- YOUR ASSIGNMENT -
Report each line of the data below in which "Zero" appears.

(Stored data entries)

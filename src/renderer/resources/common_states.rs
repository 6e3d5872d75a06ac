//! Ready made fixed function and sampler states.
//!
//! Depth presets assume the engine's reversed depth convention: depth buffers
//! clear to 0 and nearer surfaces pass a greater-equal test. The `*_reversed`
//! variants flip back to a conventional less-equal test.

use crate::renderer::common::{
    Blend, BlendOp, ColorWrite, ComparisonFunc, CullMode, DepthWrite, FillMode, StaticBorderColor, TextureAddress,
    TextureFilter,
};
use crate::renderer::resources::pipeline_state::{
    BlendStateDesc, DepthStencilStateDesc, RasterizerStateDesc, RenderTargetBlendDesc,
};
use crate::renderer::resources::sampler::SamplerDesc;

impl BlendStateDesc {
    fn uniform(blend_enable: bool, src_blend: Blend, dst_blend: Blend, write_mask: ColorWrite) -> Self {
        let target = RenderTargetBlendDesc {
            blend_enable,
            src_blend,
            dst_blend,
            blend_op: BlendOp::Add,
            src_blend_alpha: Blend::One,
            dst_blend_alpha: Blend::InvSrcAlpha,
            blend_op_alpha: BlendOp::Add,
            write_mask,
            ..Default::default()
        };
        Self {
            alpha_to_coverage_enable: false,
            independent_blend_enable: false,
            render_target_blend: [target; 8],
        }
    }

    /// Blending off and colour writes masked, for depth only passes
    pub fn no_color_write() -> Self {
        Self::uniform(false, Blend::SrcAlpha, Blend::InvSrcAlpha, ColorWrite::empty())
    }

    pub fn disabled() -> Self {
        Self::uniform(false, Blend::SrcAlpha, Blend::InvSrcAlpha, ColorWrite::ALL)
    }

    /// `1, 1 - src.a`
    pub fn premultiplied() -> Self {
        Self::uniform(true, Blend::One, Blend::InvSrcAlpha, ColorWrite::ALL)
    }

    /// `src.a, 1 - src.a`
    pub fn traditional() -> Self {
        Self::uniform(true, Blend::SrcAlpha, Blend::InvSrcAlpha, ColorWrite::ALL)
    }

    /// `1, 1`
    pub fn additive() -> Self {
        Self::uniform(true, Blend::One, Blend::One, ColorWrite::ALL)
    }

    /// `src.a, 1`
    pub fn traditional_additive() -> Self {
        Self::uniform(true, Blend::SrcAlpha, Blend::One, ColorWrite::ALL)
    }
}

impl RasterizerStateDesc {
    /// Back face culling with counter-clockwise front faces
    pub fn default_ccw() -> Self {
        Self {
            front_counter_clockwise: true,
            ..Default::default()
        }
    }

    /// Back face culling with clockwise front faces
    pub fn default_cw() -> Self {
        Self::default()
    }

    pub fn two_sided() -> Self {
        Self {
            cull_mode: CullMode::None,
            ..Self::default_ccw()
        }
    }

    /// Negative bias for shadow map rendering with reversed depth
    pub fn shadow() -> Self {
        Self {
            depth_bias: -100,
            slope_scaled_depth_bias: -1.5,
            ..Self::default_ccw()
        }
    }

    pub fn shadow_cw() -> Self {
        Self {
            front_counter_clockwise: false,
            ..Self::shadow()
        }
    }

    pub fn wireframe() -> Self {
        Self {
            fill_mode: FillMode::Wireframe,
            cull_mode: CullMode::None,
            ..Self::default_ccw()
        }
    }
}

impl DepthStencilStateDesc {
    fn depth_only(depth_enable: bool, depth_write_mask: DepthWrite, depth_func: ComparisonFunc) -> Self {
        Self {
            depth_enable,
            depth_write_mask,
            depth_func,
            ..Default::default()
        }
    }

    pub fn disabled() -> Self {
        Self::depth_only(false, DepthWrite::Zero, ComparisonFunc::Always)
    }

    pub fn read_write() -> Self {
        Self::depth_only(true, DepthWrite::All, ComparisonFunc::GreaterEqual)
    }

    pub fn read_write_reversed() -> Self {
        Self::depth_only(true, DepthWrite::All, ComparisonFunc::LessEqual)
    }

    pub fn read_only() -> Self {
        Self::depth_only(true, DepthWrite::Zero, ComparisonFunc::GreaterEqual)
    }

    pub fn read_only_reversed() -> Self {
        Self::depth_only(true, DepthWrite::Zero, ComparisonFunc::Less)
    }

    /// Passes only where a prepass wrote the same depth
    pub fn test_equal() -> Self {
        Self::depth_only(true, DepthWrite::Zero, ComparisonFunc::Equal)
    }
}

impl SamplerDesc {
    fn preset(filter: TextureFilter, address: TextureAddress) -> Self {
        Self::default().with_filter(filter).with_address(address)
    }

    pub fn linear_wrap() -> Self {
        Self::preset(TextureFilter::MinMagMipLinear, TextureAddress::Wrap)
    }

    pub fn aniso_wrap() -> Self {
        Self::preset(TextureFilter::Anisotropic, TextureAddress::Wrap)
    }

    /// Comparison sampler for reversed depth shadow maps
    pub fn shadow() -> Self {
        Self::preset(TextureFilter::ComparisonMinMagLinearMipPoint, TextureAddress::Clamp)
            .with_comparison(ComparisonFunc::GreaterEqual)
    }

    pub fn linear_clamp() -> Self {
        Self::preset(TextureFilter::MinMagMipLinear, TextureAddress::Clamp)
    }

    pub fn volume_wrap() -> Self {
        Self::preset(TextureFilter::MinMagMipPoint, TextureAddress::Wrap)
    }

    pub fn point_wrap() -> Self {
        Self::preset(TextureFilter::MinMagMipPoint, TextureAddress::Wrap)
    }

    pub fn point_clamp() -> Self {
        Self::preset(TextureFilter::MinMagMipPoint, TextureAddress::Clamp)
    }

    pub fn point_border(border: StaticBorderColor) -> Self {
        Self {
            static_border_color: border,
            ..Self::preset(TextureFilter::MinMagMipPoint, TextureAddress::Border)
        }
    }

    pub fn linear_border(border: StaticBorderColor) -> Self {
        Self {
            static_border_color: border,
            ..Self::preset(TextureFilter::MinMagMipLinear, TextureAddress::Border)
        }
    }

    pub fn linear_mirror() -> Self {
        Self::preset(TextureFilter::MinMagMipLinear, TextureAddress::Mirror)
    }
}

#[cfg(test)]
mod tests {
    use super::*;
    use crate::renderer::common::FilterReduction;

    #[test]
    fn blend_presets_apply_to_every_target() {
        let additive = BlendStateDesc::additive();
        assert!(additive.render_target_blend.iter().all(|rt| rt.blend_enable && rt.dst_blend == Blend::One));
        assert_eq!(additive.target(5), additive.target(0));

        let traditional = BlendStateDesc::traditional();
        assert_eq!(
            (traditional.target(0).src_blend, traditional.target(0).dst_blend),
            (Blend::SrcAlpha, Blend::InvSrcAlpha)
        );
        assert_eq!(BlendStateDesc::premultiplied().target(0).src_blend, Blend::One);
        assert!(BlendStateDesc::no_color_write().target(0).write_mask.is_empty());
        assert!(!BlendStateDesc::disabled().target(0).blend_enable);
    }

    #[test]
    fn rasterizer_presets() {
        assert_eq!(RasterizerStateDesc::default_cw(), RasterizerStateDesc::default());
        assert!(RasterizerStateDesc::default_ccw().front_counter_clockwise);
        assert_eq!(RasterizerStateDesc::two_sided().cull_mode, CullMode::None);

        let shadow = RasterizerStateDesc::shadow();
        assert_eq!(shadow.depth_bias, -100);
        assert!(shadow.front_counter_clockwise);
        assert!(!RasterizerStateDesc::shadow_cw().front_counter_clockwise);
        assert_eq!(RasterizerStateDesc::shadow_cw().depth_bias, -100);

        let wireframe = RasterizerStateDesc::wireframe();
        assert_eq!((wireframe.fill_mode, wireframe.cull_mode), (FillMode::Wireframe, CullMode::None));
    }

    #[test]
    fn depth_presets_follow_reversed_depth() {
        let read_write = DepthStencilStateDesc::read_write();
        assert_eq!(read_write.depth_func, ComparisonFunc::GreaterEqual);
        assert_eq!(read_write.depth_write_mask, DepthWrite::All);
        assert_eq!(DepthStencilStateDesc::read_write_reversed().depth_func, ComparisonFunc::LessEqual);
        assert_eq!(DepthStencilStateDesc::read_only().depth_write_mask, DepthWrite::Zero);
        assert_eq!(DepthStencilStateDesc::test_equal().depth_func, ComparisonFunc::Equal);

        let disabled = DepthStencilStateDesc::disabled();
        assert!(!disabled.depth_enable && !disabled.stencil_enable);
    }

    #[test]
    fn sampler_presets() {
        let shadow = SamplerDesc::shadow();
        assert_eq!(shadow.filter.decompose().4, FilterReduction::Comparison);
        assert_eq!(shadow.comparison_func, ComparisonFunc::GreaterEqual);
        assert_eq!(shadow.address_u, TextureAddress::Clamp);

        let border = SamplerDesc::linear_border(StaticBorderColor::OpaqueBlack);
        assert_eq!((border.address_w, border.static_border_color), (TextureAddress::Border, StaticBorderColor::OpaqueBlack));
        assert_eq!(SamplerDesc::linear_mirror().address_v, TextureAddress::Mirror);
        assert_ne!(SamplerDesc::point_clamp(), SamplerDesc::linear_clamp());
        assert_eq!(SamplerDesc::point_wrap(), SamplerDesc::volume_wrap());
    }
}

- WRITTEN RESPONSE -
        Self::depth_only(false, DepthWrite::Zero, ComparisonFunc::Always)
        Self::depth_only(true, DepthWrite::Zero, ComparisonFunc::GreaterEqual)
        Self::depth_only(true, DepthWrite::Zero, ComparisonFunc::Less)
        Self::depth_only(true, DepthWrite::Zero, ComparisonFunc::Equal)
        assert_eq!(DepthStencilStateDesc::read_only().depth_write_mask, DepthWrite::Zero);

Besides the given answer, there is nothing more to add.